This study aimed to show aromatic profile of wines produced from two
autochthonous grape cultivars Krstac (K) and Zizak (Z). During the wine
production two enzymatic preparations (EP) (Lallzyme cuvee blanc (CB) and
Lallzyme enzymatic preparation ? (EB)) and different time of skin contact (4
and 8 h) were applied. Aromatic compounds were detected by GC/FID-MS
analysis. Significantly higher content of total detected aromatic compounds
compared to appropriate controls (168.54 and 161.72 mg L-1) was observed for
K EB4h (176.33 mg L-1) and Z CB4h (177.29 mg L-1) wines. Skin contact and
usage of EP mostly increased content of 2-phenylethyl and isoamyl alcohols.

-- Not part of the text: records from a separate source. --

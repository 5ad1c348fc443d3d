use std::path::{Path, PathBuf};

use anyhow::Result;
use clap::{Parser, Subcommand};
use tracing_subscriber::{fmt, prelude::*, EnvFilter};

use rust_sqlscript::{
    collect_script_files, parse_script_file, parse_script_files, FilterField, ScriptConfig,
    ScriptFilter, StatementId,
};

#[derive(Parser)]
#[command(name = "rust-sqlscript")]
#[command(author, version, about = "Split SQL scripts into tagged, addressable statements")]
struct Cli {
    /// Path to a sqlscript.toml (defaults to the nearest one above the script)
    #[arg(short, long, global = true)]
    config: Option<PathBuf>,

    /// Enable debug logging
    #[arg(short, long, global = true)]
    verbose: bool,

    #[command(subcommand)]
    command: Commands,
}

#[derive(Subcommand)]
enum Commands {
    /// List statements with their tags
    List {
        /// Path to the .sql script
        script: PathBuf,

        /// Print records as JSON
        #[arg(long)]
        json: bool,

        /// Keep only kinds matching this regex (repeatable)
        #[arg(long)]
        include_kind: Vec<String>,

        /// Drop kinds matching this regex (repeatable)
        #[arg(long)]
        exclude_kind: Vec<String>,
    },

    /// Print one statement, by index (1-based, negative from the end) or tag
    Show {
        /// Path to the .sql script
        script: PathBuf,

        /// Statement index or `kind~name` tag
        id: String,
    },

    /// Print the script rebuilt from its parsed statements
    Render {
        /// Path to the .sql script
        script: PathBuf,
    },

    /// Parse scripts and directories, failing on the first error
    Check {
        /// Files or directories to check
        #[arg(required = true)]
        paths: Vec<PathBuf>,

        /// File name pattern used inside directories
        #[arg(long, default_value = "*.sql")]
        pattern: String,
    },
}

fn init_logging(verbose: bool) {
    let filter = if verbose {
        EnvFilter::new("debug")
    } else {
        EnvFilter::try_from_default_env().unwrap_or_else(|_| EnvFilter::new("warn"))
    };

    tracing_subscriber::registry()
        .with(fmt::layer().with_writer(std::io::stderr))
        .with(filter)
        .init();
}

fn load_config(explicit: Option<&Path>, near: &Path) -> Result<ScriptConfig> {
    if let Some(path) = explicit {
        return Ok(ScriptConfig::from_file(path)?);
    }
    let dir = if near.is_dir() {
        near
    } else {
        near.parent()
            .filter(|p| !p.as_os_str().is_empty())
            .unwrap_or(Path::new("."))
    };
    Ok(ScriptConfig::discover_or_default(dir)?)
}

fn main() -> Result<()> {
    let cli = Cli::parse();
    init_logging(cli.verbose);

    match cli.command {
        Commands::List {
            script,
            json,
            include_kind,
            exclude_kind,
        } => {
            let config = load_config(cli.config.as_deref(), &script)?;
            let parsed = parse_script_file(&script, &config)?;

            let mut filter = ScriptFilter::new();
            for pattern in &include_kind {
                filter = filter.include(FilterField::Kind, pattern)?;
            }
            for pattern in &exclude_kind {
                filter = filter.exclude(FilterField::Kind, pattern)?;
            }
            let kept = parsed.filter(&filter);

            if json {
                let records: Vec<_> = parsed
                    .records()
                    .into_iter()
                    .filter(|r| kept.iter().any(|s| s.index == r.index))
                    .collect();
                println!("{}", serde_json::to_string_pretty(&records)?);
            } else {
                for statement in kept {
                    println!(
                        "{:>4}  {}",
                        statement.index,
                        statement.tag.render(&config.patterns.name_delimiter)
                    );
                }
            }
        }

        Commands::Show { script, id } => {
            let config = load_config(cli.config.as_deref(), &script)?;
            let parsed = parse_script_file(&script, &config)?;
            let statement = parsed.statement(&StatementId::parse(&id))?;

            println!(
                "-- {} (line {})",
                statement.tag.render(&config.patterns.name_delimiter),
                statement.line
            );
            println!("{};", statement.text);
        }

        Commands::Render { script } => {
            let config = load_config(cli.config.as_deref(), &script)?;
            let parsed = parse_script_file(&script, &config)?;
            print!("{}", parsed.render());
        }

        Commands::Check { paths, pattern } => {
            let near = paths.first().map(PathBuf::as_path).unwrap_or(Path::new("."));
            let config = load_config(cli.config.as_deref(), near)?;
            let files = collect_script_files(&paths, &pattern)?;
            let scripts = parse_script_files(&files, &config)?;

            let mut total = 0;
            for script in &scripts {
                total += script.depth();
                for (tag, count) in script.duplicates() {
                    tracing::info!(script = script.name(), tag = %tag, count, "duplicate tag");
                }
            }
            println!("Checked {} scripts, {} statements", scripts.len(), total);
        }
    }

    Ok(())
}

Wines from both varieties showed higher content of hexanoic and octanoic
acids compared to control. It is interesting to emphasize that content of
esters which are responsible for fruity aroma of wine which is important for
pleasant taste (isoamyl acetate - banana, ethyl hexanoate - ripe banana,
2-phenylethyl acetate - powerful fruity rose like) were increased in all
samples compared to controls. The highest grades after sensory evaluation
were obtained for K EB 8h (18.0 out of 20.0) and Z CB 8h (18.2 out of 20.0).